[Anyone] why does mccain hate veterans?
totem at laplaza.org
totem at laplaza.org
Wed Sep 3 10:28:34 MDT 2008
McCain's record on veterans' issues is shocking and awful.
At a town hall meeting in Denver in early July, a Vietnam veteran asked presidential candidate Sen.
John McCain (R-Ariz.) why he had opposed increasing healthcare for veterans whenever Congress
had taken up the issue over the past six years. McCain virtually ignored the man's question,
dissembling his opposition to an updated GI Bill for veterans. After the questioner challenged
McCain's response, the senator reacted as he usually does when queried beyond his comfort level:
He got visibly angry.
Because McCain is running for president almost solely on his biography as a war hero, he can't -
and won't - allow the slightest doubt to linger about his dedication to soldiers both past and present.

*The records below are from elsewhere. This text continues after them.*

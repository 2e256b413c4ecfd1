//! Domain error taxonomy.
//!
//! The `Display` text of every variant except [`CoreError::Internal`] is safe
//! to show to API clients as-is.

use crate::types::DbId;

#[derive(Debug, thiserror::Error)]
pub enum CoreError {
    /// A referenced user, catalog entry, or favorite does not exist.
    #[error("{entity} with id {id} not found")]
    NotFound { entity: &'static str, id: DbId },

    /// Missing or malformed input.
    #[error("{0}")]
    Validation(String),

    /// A unique value (email, favorite pair) is already taken.
    #[error("{0}")]
    Conflict(String),

    /// Missing or bad credentials or token.
    #[error("{0}")]
    Unauthorized(String),

    /// Authenticated, but not allowed.
    #[error("{0}")]
    Forbidden(String),

    /// Broken invariant. The message is logged, never returned.
    #[error("Internal error: {0}")]
    Internal(String),
}

impl CoreError {
    pub fn not_found(entity: &'static str, id: DbId) -> Self {
        CoreError::NotFound { entity, id }
    }

    /// Stable machine-readable code for the error kind.
    pub fn code(&self) -> &'static str {
        match self {
            CoreError::NotFound { .. } => "NOT_FOUND",
            CoreError::Validation(_) => "VALIDATION_ERROR",
            CoreError::Conflict(_) => "CONFLICT",
            CoreError::Unauthorized(_) => "UNAUTHORIZED",
            CoreError::Forbidden(_) => "FORBIDDEN",
            CoreError::Internal(_) => "INTERNAL_ERROR",
        }
    }
}
//! Tests for `/health`, the `/` endpoint map, and shared middleware.

mod common;

use axum::body::Body;
use axum::http::{Method, Request, StatusCode};
use common::{body_json, get};
use holonet_api::routes::endpoints;
use sqlx::SqlitePool;
use tower::ServiceExt;

/// The health endpoint reports a reachable database.
#[sqlx::test(migrations = "../db/migrations")]
async fn test_health_ok(pool: SqlitePool) {
    let app = common::build_test_app(pool);

    let response = get(app, "/health").await;

    assert_eq!(response.status(), StatusCode::OK);
    let json = body_json(response).await;
    assert_eq!(json["status"], "ok");
    assert_eq!(json["db_healthy"], true);
    assert!(json["version"].is_string());
}

/// A closed pool is reported as degraded rather than failing the request.
#[sqlx::test(migrations = "../db/migrations")]
async fn test_health_degraded_when_pool_closed(pool: SqlitePool) {
    let app = common::build_test_app(pool.clone());
    pool.close().await;

    let response = get(app, "/health").await;

    assert_eq!(response.status(), StatusCode::OK);
    let json = body_json(response).await;
    assert_eq!(json["status"], "degraded");
    assert_eq!(json["db_healthy"], false);
}

/// `/` lists every endpoint with method, path, and access level.
#[sqlx::test(migrations = "../db/migrations")]
async fn test_endpoint_map(pool: SqlitePool) {
    let app = common::build_test_app(pool);

    let response = get(app, "/").await;

    assert_eq!(response.status(), StatusCode::OK);
    let json = body_json(response).await;
    let entries = json.as_array().unwrap();
    assert_eq!(entries.len(), endpoints().len());
    assert!(entries.iter().any(|e| {
        e["method"] == "GET" && e["path"] == "/users" && e["access"] == "admin"
    }));
    assert!(entries.iter().any(|e| {
        e["method"] == "POST" && e["path"] == "/favorite/planet/{id}" && e["access"] == "user"
    }));
}

/// Every advertised endpoint is actually routed: none falls through to the
/// JSON 404 fallback or answers 405.
#[sqlx::test(migrations = "../db/migrations")]
async fn test_every_advertised_endpoint_is_routed(pool: SqlitePool) {
    let app = common::build_test_app(pool);

    for endpoint in endpoints() {
        let uri = endpoint.path.replace("{id}", "1");
        let method = Method::from_bytes(endpoint.method.as_bytes()).unwrap();
        let request = Request::builder()
            .method(method)
            .uri(&uri)
            .header("content-type", "application/json")
            .body(Body::from("{}"))
            .unwrap();

        let response = app.clone().oneshot(request).await.unwrap();
        let status = response.status();
        assert_ne!(status, StatusCode::METHOD_NOT_ALLOWED, "{} {uri}", endpoint.method);
        if status == StatusCode::NOT_FOUND {
            let json = body_json(response).await;
            assert_ne!(json["message"], "Route not found", "{} {uri}", endpoint.method);
        }
    }
}

/// A request id is generated and echoed on every response.
#[sqlx::test(migrations = "../db/migrations")]
async fn test_request_id_header(pool: SqlitePool) {
    let app = common::build_test_app(pool);

    let response = get(app.clone(), "/health").await;
    let generated = response
        .headers()
        .get("x-request-id")
        .expect("x-request-id should be set");
    assert!(!generated.is_empty());

    let request = Request::get("/health")
        .header("x-request-id", "trace-me-1138")
        .body(Body::empty())
        .unwrap();
    let response = app.oneshot(request).await.unwrap();
    assert_eq!(response.headers()["x-request-id"], "trace-me-1138");
}

/// CORS preflight from the configured origin is allowed.
#[sqlx::test(migrations = "../db/migrations")]
async fn test_cors_preflight(pool: SqlitePool) {
    let app = common::build_test_app(pool);

    let request = Request::builder()
        .method(Method::OPTIONS)
        .uri("/planets")
        .header("origin", "http://localhost:5173")
        .header("access-control-request-method", "POST")
        .body(Body::empty())
        .unwrap();
    let response = app.oneshot(request).await.unwrap();

    assert_eq!(response.status(), StatusCode::OK);
    assert_eq!(
        response.headers()["access-control-allow-origin"],
        "http://localhost:5173"
    );
}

It didn't matter that the vet simply wanted to know how McCain - himself a former soldier and
prisoner of war - could oppose important healthcare legislation for veterans. In fact, he didn't even
ask McCain about the GI Bill that he opposed, which had been supported by a bipartisan group of 75
senators, including Republican veterans Chuck Hagel (Neb.) and John Warner (Va.).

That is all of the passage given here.